Für die Studierenden hier am Institut ist das Thema Städtebau ganz neu. Sie müssen dessen Komplexität erst einmal entdecken, da sie bis dahin immer von einzelnen Gebäuden ausgegangen sind. In den Bachelor-Kursen vermitteln wir dennoch auch die klassische Idee des Städtebaus, sodass die Studierenden lernen, dass das Gebäude als Objekt immer einen Einfluss auf seinen Kontext hat und umgekehrt, aber dann kommt der Gedanke der sich überlagernden Systeme hinzu. Systeme der Infrastruktur, der Energieproduktion und der Ökologie, aber auch ökonomische und soziale Systeme werden thematisiert. Im Master ist die Herausforderung, letztlich die Komplexität im Städtebau anhand konkreter Projekte und realer Situationen zu gestalten. Studierende nehmen oft erst einmal das, was sie sehen, als Problem wahr. Das ist aber nur die Oberfläche und in der Architektur sogar nur die gebaute Oberfläche. Die Pro­bleme liegen woanders. Aktuell entwerfen die Studierenden Fahrrad-Highways, die quer durch Graz dem Fahrrad stärkere Aufmerksamkeit im Verkehrsraum verschaffen und ihm Priorität geben. 

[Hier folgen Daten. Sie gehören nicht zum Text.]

//! Effect knobs: the four per-channel settings the mixer writes every frame

use serde::{Deserialize, Serialize};

/// Lowest cutoff a low-pass knob may be set to
pub const MIN_LOWPASS_HZ: f32 = 10.0;
/// Highest cutoff a low-pass knob may be set to
pub const MAX_LOWPASS_HZ: f32 = 22000.0;

/// Setting of a single knob.
///
/// `Off` bypasses the effect entirely. It is not the same as the minimum
/// value: a filter set to an extreme value still processes audio.
#[derive(Debug, Clone, Copy, PartialEq, Default, Serialize, Deserialize)]
pub enum Knob {
    #[default]
    Off,
    Set(f32),
}

impl Knob {
    /// Unit-range level (volume, distortion, reverb), clamped to [0, 1]
    pub fn level(value: f32) -> Self {
        if value.is_nan() {
            return Self::Set(0.0);
        }
        Self::Set(value.clamp(0.0, 1.0))
    }

    /// Low-pass cutoff, clamped to [MIN_LOWPASS_HZ, MAX_LOWPASS_HZ]
    pub fn cutoff(hz: f32) -> Self {
        if hz.is_nan() {
            return Self::Set(MIN_LOWPASS_HZ);
        }
        Self::Set(hz.clamp(MIN_LOWPASS_HZ, MAX_LOWPASS_HZ))
    }

    pub fn is_off(&self) -> bool {
        matches!(self, Self::Off)
    }

    pub fn value(&self) -> Option<f32> {
        match self {
            Self::Off => None,
            Self::Set(v) => Some(*v),
        }
    }
}

/// Complete set of knob values for one frame
#[derive(Debug, Clone, Copy, PartialEq, Default, Serialize, Deserialize)]
pub struct EffectKnobSet {
    pub volume: Knob,
    pub lowpass_hz: Knob,
    pub distortion: Knob,
    pub reverb: Knob,
}

impl EffectKnobSet {
    /// Every knob off (silence, no filters)
    pub fn all_off() -> Self {
        Self::default()
    }

    /// Full volume, every filter bypassed
    pub fn dry(volume: f32) -> Self {
        Self {
            volume: Knob::level(volume),
            ..Self::default()
        }
    }

    pub fn with_lowpass(mut self, lowpass_hz: Knob) -> Self {
        self.lowpass_hz = lowpass_hz;
        self
    }

    pub fn with_distortion(mut self, distortion: Knob) -> Self {
        self.distortion = distortion;
        self
    }

    pub fn with_reverb(mut self, reverb: Knob) -> Self {
        self.reverb = reverb;
        self
    }
}

/// Partial update: `None` leaves a knob untouched on the channel
#[derive(Debug, Clone, Copy, PartialEq, Default)]
pub struct KnobUpdate {
    pub volume: Option<Knob>,
    pub lowpass_hz: Option<Knob>,
    pub distortion: Option<Knob>,
    pub reverb: Option<Knob>,
}

impl From<EffectKnobSet> for KnobUpdate {
    fn from(set: EffectKnobSet) -> Self {
        Self {
            volume: Some(set.volume),
            lowpass_hz: Some(set.lowpass_hz),
            distortion: Some(set.distortion),
            reverb: Some(set.reverb),
        }
    }
}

Auf den ersten Blick hört sich das nach einer kleinen Aufgabe an, einen Fahrradweg zu entwerfen. Was heißt hier Highway, was entwerfen Sie mit den Studierenden genau?
Verkehrsräume sind öffentliche Räume. Das heißt, dass wir den Verkehrsraum als öffentlichen Raum umorganisieren und gestalterisch verändern, sodass eine kontinuierliche Mobilität für Radfahrer, in diesem Fall in Graz, möglich wird. Auf den geeigneten Strecken gibt es attraktive Räume, die durch den Fahrradhighway aktiviert werden können – Parkgrundstücke oder stillgelegte Gleise. Der Entwurf bezieht sich auf die gesamte Strecke und gestaltet den Raum – von Fassade zu Fassade. Nicht das Eigentum bildet die Grenzen, sondern die reale räumliche Situation. Die Infrastrukturräume werden anders interpretiert, so dass auch sozio-ökonomische und ökologische Einflüsse sichtbar werden.

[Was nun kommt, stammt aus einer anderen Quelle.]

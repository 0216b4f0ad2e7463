//! A* search with a Manhattan-distance heuristic.

use mazegrid_core::{Cell, Maze};

use crate::Solver;
use crate::distance::manhattan;
use crate::frontier::{Frontier, HeapFrontier};

impl Solver {
    /// A* search from the maze start, keyed by f = g + h with h the
    /// Manhattan distance to the goal.
    ///
    /// Neighbors are relaxed eagerly against the best-g map, which is
    /// authoritative; improved cells are re-inserted into the heap rather
    /// than decreased in place. Stale heap entries only waste pops: with
    /// uniform step cost and a consistent heuristic, the first pop of any
    /// cell already carries its optimal g.
    ///
    /// Returns a copy of the goal cell or `None` if the goal is
    /// unreachable.
    pub fn astar(&mut self, maze: &mut Maze) -> Option<Cell> {
        self.expansions = 0;
        self.best_g.clear();

        let start = maze.start_index();
        let goal = maze.goal_index();
        let goal_pos = maze.cell(goal).position();

        let mut frontier = HeapFrontier::new();
        let start_h = manhattan(maze.cell(start).position(), goal_pos);
        {
            let s = maze.cell_mut(start);
            s.set_g(0);
            s.set_h(start_h);
        }
        frontier.push(start, start_h);
        self.best_g.insert(maze.cell(start).position(), 0);
        self.expansions += 1;

        let mut nbuf = std::mem::take(&mut self.nbuf);

        let found = loop {
            let Some(ci) = frontier.pop() else {
                break None;
            };
            if ci == goal {
                break Some(*maze.cell(ci));
            }
            let tentative = maze.cell(ci).g() + 1;

            nbuf.clear();
            maze.neighbors(ci, &mut nbuf);

            for &ni in nbuf.iter() {
                let npos = maze.cell(ni).position();
                let improves = match self.best_g.get(&npos) {
                    None => true,
                    Some(&best) => tentative < best,
                };
                if !improves {
                    continue;
                }
                self.best_g.insert(npos, tentative);

                let h = manhattan(npos, goal_pos);
                let neighbor = maze.cell_mut(ni);
                neighbor.set_g(tentative);
                neighbor.set_h(h);
                neighbor.set_parent(Some(ci));
                frontier.push(ni, tentative + h);
                self.expansions += 1;
            }
        };

        self.nbuf = nbuf;
        log::debug!("astar: {} frontier pushes", self.expansions);
        found
    }
}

Werden diese Entwürfe gemeinsam mit den Studierenden Politikern und Planungsämtern vorgestellt?
Ja, das ist ein wichtiger Teil der Arbeit. In Graz ist das zum Beispiel das Mobility Lab, ein Konsortium städtischer Abteilungen, das sich mit dem Thema der Mobilität auseinandersetzt. Außerdem lade ich zu den Präsentationen am Ende eines Semesters internationale Planer und Persönlichkeiten ein, die einen überregionalen Diskurs mit den Studierenden und dem Institut führen. Am Institut geht es viel um die Analyse regionaler Situationen. Wir suchen nach Verbesserungspotenzial für die Nutzung der mobilen Infrastrukturen etwa von Regionalbahnhöfen. Teils ist die Taktung der Züge nicht auf die Arbeitszeiten ortsansässiger Betriebe oder auf spezifische Ortsbedingungen abgestimmt. An diesen Stellen entsteht die Arbeit mit Planern, Forschern und Studierenden gemeinsam. Ich möchte damit die bewusste Gestaltung des regionalen Maßstabs vorantreiben. 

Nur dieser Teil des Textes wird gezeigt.